··· RECORDED DATA

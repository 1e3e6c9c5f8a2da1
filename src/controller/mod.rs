//! Task List Controller.
//!
//! Owns the in-memory task list, the single-slot edit/save state and the
//! transient notification. Operations are synchronous: they update local
//! interaction state and return a [`Command`] when the remote resource has to
//! be involved. The task list itself only changes inside [`Controller::apply`],
//! i.e. after the corresponding request has returned.
//!
//! Per task, the edit lifecycle is:
//!
//! ```text
//! [Viewing] --edit_task--> [Editing] --save_edit (same title)--> [Viewing]
//! [Editing] --save_edit (new title)--> [Saving]
//! [Saving]  --success--> [Viewing]
//! [Saving]  --failure--> [Editing]
//! [Editing] --cancel_edit--> [Viewing]
//! [Saving]  --cancel_edit--> [Saving] (refused)
//! ```

use log::{debug, info, warn};
use std::collections::HashSet;
use std::time::{Duration, Instant};

use crate::config::Config;
use crate::constants::*;

pub mod command;
pub mod notification;
pub mod render;
pub mod task;

pub use command::{Command, Completion};
pub use notification::{Notification, NotificationKind};
pub use render::{DeletePrompt, FocusTarget, ItemMode, RenderModel, TaskView};
pub use task::{EditKey, EditState, Task, TaskId};

/// Rejected user input. Reported before any request is made.
#[derive(Debug, Clone, PartialEq, Eq, thiserror::Error)]
pub enum ValidationError {
    #[error("{0}")]
    EmptyTitle(&'static str),
}

/// Every id up to `TaskId::MAX` is taken, so no local id can be assigned.
#[derive(Debug, Clone, Copy, PartialEq, Eq)]
struct IdSpaceExhausted;

pub struct Controller {
    tasks: Vec<Task>,
    next_task_id: TaskId,
    edit: Option<EditState>,
    pending_delete: Option<TaskId>,
    new_task_input: String,
    input_focused: bool,
    notification: Option<Notification>,
    notification_timeout: Duration,
    page_limit: u32,
    /// Load/create/save requests still running, drives the loading indicator
    in_flight: usize,
    revision: u64,
}

impl Default for Controller {
    fn default() -> Self {
        Self::new(DEFAULT_PAGE_LIMIT, Duration::from_secs(DEFAULT_NOTIFICATION_TIMEOUT_SECS))
    }
}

······

THE TASK: Every line above from the line with "use std::collections::HashSet;" to the line with "request is made.", both included, must be reproduced exactly, and no other line may appear.

WRITTEN SOLUTION:
use std::collections::HashSet;
use std::time::{Duration, Instant};

use crate::config::Config;
use crate::constants::*;

pub mod command;
pub mod notification;
pub mod render;
pub mod task;

pub use command::{Command, Completion};
pub use notification::{Notification, NotificationKind};
pub use render::{DeletePrompt, FocusTarget, ItemMode, RenderModel, TaskView};
pub use task::{EditKey, EditState, Task, TaskId};

/// Rejected user input. Reported before any request is made.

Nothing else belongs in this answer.